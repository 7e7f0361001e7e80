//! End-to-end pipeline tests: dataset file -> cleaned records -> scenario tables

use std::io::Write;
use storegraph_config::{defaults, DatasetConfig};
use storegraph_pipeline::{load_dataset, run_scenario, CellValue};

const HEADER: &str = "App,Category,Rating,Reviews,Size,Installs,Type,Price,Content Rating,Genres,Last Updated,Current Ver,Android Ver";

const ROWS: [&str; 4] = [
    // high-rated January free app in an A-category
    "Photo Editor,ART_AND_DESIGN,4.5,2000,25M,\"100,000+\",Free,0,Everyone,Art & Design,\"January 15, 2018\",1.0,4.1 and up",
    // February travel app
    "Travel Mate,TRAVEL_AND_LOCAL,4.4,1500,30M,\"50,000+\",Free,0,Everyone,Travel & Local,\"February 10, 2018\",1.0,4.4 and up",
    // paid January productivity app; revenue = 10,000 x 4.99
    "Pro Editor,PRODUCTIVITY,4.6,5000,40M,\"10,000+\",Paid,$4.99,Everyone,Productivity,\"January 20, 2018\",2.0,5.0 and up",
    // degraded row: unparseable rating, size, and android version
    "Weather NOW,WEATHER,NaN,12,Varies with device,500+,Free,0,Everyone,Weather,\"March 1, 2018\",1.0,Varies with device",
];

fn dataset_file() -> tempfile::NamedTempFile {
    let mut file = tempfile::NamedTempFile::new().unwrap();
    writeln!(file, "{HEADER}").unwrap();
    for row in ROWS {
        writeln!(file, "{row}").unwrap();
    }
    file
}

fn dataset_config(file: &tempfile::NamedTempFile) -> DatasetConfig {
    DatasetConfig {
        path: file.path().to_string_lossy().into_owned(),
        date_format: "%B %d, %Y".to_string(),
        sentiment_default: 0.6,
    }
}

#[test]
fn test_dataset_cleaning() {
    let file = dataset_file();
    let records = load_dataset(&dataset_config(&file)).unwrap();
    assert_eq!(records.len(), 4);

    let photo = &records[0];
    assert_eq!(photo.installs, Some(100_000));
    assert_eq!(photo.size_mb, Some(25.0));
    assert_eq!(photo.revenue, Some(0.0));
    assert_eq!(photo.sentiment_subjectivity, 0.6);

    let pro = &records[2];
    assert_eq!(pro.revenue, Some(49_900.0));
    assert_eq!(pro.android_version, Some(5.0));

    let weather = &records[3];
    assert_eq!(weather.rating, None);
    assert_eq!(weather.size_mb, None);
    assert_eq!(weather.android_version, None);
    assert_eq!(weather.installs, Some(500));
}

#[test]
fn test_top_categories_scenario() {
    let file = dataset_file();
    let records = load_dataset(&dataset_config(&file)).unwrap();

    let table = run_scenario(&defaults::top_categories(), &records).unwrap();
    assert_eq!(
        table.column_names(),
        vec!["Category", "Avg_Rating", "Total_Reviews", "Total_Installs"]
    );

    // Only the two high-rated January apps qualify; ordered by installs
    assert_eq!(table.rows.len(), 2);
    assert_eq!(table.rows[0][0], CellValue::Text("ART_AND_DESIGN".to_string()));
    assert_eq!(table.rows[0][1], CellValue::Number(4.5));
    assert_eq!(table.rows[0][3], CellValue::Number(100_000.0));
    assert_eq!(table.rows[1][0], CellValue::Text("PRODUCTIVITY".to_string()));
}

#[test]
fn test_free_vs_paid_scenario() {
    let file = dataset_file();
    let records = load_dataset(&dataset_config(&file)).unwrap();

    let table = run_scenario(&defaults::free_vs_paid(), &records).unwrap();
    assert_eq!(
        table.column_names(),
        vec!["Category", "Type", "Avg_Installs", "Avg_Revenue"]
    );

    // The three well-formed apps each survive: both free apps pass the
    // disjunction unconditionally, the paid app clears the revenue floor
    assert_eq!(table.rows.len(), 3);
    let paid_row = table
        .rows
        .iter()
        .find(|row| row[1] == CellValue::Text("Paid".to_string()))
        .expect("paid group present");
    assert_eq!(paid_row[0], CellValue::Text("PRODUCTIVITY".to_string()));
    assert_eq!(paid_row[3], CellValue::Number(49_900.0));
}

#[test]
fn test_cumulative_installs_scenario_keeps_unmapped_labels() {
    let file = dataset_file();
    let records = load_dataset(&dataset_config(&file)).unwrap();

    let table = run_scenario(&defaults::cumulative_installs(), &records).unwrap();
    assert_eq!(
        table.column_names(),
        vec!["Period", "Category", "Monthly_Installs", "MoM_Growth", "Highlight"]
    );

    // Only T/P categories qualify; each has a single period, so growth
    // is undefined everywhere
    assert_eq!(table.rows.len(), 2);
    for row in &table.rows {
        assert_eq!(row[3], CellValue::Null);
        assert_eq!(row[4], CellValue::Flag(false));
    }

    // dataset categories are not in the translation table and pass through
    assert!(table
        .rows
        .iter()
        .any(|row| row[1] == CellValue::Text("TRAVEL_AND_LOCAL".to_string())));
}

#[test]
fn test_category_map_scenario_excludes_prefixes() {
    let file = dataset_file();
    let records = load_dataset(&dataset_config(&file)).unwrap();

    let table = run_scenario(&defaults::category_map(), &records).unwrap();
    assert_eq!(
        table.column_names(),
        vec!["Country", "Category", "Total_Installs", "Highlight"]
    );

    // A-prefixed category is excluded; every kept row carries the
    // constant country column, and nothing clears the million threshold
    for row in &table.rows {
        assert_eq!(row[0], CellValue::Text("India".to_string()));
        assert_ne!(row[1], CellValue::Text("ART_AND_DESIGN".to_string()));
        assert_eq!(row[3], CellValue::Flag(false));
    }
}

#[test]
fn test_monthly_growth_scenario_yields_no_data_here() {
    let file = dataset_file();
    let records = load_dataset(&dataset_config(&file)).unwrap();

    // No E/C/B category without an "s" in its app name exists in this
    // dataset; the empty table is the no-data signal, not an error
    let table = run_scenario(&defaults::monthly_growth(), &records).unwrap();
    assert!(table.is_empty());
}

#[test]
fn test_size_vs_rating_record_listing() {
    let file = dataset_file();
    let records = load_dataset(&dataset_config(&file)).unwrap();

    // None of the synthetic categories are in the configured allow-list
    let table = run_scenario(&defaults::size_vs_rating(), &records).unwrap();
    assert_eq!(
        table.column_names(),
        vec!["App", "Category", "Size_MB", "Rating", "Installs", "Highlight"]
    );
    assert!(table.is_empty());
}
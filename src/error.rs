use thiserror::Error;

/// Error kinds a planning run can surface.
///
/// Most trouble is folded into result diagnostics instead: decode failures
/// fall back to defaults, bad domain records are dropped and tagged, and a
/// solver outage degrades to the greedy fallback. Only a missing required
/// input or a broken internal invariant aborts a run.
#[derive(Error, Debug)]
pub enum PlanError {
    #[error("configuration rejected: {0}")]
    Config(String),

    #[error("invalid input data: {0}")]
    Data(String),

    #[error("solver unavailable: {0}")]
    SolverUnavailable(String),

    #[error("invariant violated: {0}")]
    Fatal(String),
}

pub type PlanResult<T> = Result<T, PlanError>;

################

WHAT TO WORK ON – For each record above, print an exact copy.

RESPONSE –
repository 7e7f0361001e7e80
//! End-to-end pipeline tests: dataset file -> cleaned records -> scenario tables

use std::io::Write;
use storegraph_config::{defaults, DatasetConfig};
use storegraph_pipeline::{load_dataset, run_scenario, CellValue};

const HEADER: &str = "App,Category,Rating,Reviews,Size,Installs,Type,Price,Content Rating,Genres,Last Updated,Current Ver,Android Ver";

const ROWS: [&str; 4] = [
    // high-rated January free app in an A-category
    "Photo Editor,ART_AND_DESIGN,4.5,2000,25M,\"100,000+\",Free,0,Everyone,Art & Design,\"January 15, 2018\",1.0,4.1 and up",
    // February travel app
    "Travel Mate,TRAVEL_AND_LOCAL,4.4,1500,30M,\"50,000+\",Free,0,Everyone,Travel & Local,\"February 10, 2018\",1.0,4.4 and up",
    // paid January productivity app; revenue = 10,000 x 4.99
    "Pro Editor,PRODUCTIVITY,4.6,5000,40M,\"10,000+\",Paid,$4.99,Everyone,Productivity,\"January 20, 2018\",2.0,5.0 and up",
    // degraded row: unparseable rating, size, and android version
    "Weather NOW,WEATHER,NaN,12,Varies with device,500+,Free,0,Everyone,Weather,\"March 1, 2018\",1.0,Varies with device",
];

fn dataset_file() -> tempfile::NamedTempFile {
    let mut file = tempfile::NamedTempFile::new().unwrap();
    writeln!(file, "{HEADER}").unwrap();
    for row in ROWS {
        writeln!(file, "{row}").unwrap();
    }
    file
}

fn dataset_config(file: &tempfile::NamedTempFile) -> DatasetConfig {
    DatasetConfig {
        path: file.path().to_string_lossy().into_owned(),
        date_format: "%B %d, %Y".to_string(),
        sentiment_default: 0.6,
    }
}

#[test]
fn test_dataset_cleaning() {
    let file = dataset_file();
    let records = load_dataset(&dataset_config(&file)).unwrap();
    assert_eq!(records.len(), 4);

    let photo = &records[0];
    assert_eq!(photo.installs, Some(100_000));
    assert_eq!(photo.size_mb, Some(25.0));
    assert_eq!(photo.revenue, Some(0.0));
    assert_eq!(photo.sentiment_subjectivity, 0.6);

    let pro = &records[2];
    assert_eq!(pro.revenue, Some(49_900.0));
    assert_eq!(pro.android_version, Some(5.0));

    let weather = &records[3];
    assert_eq!(weather.rating, None);
    assert_eq!(weather.size_mb, None);
    assert_eq!(weather.android_version, None);
    assert_eq!(weather.installs, Some(500));
}

#[test]
fn test_top_categories_scenario() {
    let file = dataset_file();
    let records = load_dataset(&dataset_config(&file)).unwrap();

    let table = run_scenario(&defaults::top_categories(), &records).unwrap();
    assert_eq!(
        table.column_names(),
        vec!["Category", "Avg_Rating", "Total_Reviews", "Total_Installs"]
    );

    // Only the two high-rated January apps qualify; ordered by installs
    assert_eq!(table.rows.len(), 2);
    assert_eq!(table.rows[0][0], CellValue::Text("ART_AND_DESIGN".to_string()));
    assert_eq!(table.rows[0][1], CellValue::Number(4.5));
    assert_eq!(table.rows[0][3], CellValue::Number(100_000.0));
    assert_eq!(table.rows[1][0], CellValue::Text("PRODUCTIVITY".to_string()));
}

#[test]
fn test_free_vs_paid_scenario() {
    let file = dataset_file();
    let records = load_dataset(&dataset_config(&file)).unwrap();

    let table = run_scenario(&defaults::free_vs_paid(), &records).unwrap();
    assert_eq!(
        table.column_names(),
        vec!["Category", "Type", "Avg_Installs", "Avg_Revenue"]
    );

    // The three well-formed apps each survive: both free apps pass the
    // disjunction unconditionally, the paid app clears the revenue floor
    assert_eq!(table.rows.len(), 3);
    let paid_row = table
        .rows
        .iter()
        .find(|row| row[1] == CellValue::Text("Paid".to_string()))
        .expect("paid group present");
    assert_eq!(paid_row[0], CellValue::Text("PRODUCTIVITY".to_string()));
    assert_eq!(paid_row[3], CellValue::Number(49_900.0));
}

#[test]
fn test_cumulative_installs_scenario_keeps_unmapped_labels() {
    let file = dataset_file();
    let records = load_dataset(&dataset_config(&file)).unwrap();

    let table = run_scenario(&defaults::cumulative_installs(), &records).unwrap();
    assert_eq!(
        table.column_names(),
        vec!["Period", "Category", "Monthly_Installs", "MoM_Growth", "Highlight"]
    );

    // Only T/P categories qualify; each has a single period, so growth
    // is undefined everywhere
    assert_eq!(table.rows.len(), 2);
    for row in &table.rows {
        assert_eq!(row[3], CellValue::Null);
        assert_eq!(row[4], CellValue::Flag(false));
    }

    // dataset categories are not in the translation table and pass through
    assert!(table
        .rows
        .iter()
        .any(|row| row[1] == CellValue::Text("TRAVEL_AND_LOCAL".to_string())));
}

#[test]
fn test_category_map_scenario_excludes_prefixes() {
    let file = dataset_file();
    let records = load_dataset(&dataset_config(&file)).unwrap();

    let table = run_scenario(&defaults::category_map(), &records).unwrap();
    assert_eq!(
        table.column_names(),
        vec!["Country", "Category", "Total_Installs", "Highlight"]
    );

    // A-prefixed category is excluded; every kept row carries the
    // constant country column, and nothing clears the million threshold
    for row in &table.rows {
        assert_eq!(row[0], CellValue::Text("India".to_string()));
        assert_ne!(row[1], CellValue::Text("ART_AND_DESIGN".to_string()));
        assert_eq!(row[3], CellValue::Flag(false));
    }
}

#[test]
fn test_monthly_growth_scenario_yields_no_data_here() {
    let file = dataset_file();
    let records = load_dataset(&dataset_config(&file)).unwrap();

    // No E/C/B category without an "s" in its app name exists in this
    // dataset; the empty table is the no-data signal, not an error
    let table = run_scenario(&defaults::monthly_growth(), &records).unwrap();
    assert!(table.is_empty());
}

#[test]
fn test_size_vs_rating_record_listing() {
    let file = dataset_file();
    let records = load_dataset(&dataset_config(&file)).unwrap();

    // None of the synthetic categories are in the configured allow-list
    let table = run_scenario(&defaults::size_vs_rating(), &records).unwrap();
    assert_eq!(
        table.column_names(),
        vec!["App", "Category", "Size_MB", "Rating", "Installs", "Highlight"]
    );
    assert!(table.is_empty());
}
filename src/error.rs
use thiserror::Error;

/// Error kinds a planning run can surface.
///
/// Most trouble is folded into result diagnostics instead: decode failures
/// fall back to defaults, bad domain records are dropped and tagged, and a
/// solver outage degrades to the greedy fallback. Only a missing required
/// input or a broken internal invariant aborts a run.
#[derive(Error, Debug)]
pub enum PlanError {
    #[error("configuration rejected: {0}")]
    Config(String),

    #[error("invalid input data: {0}")]
    Data(String),

    #[error("solver unavailable: {0}")]
    SolverUnavailable(String),

    #[error("invariant violated: {0}")]
    Fatal(String),
}

pub type PlanResult<T> = Result<T, PlanError>;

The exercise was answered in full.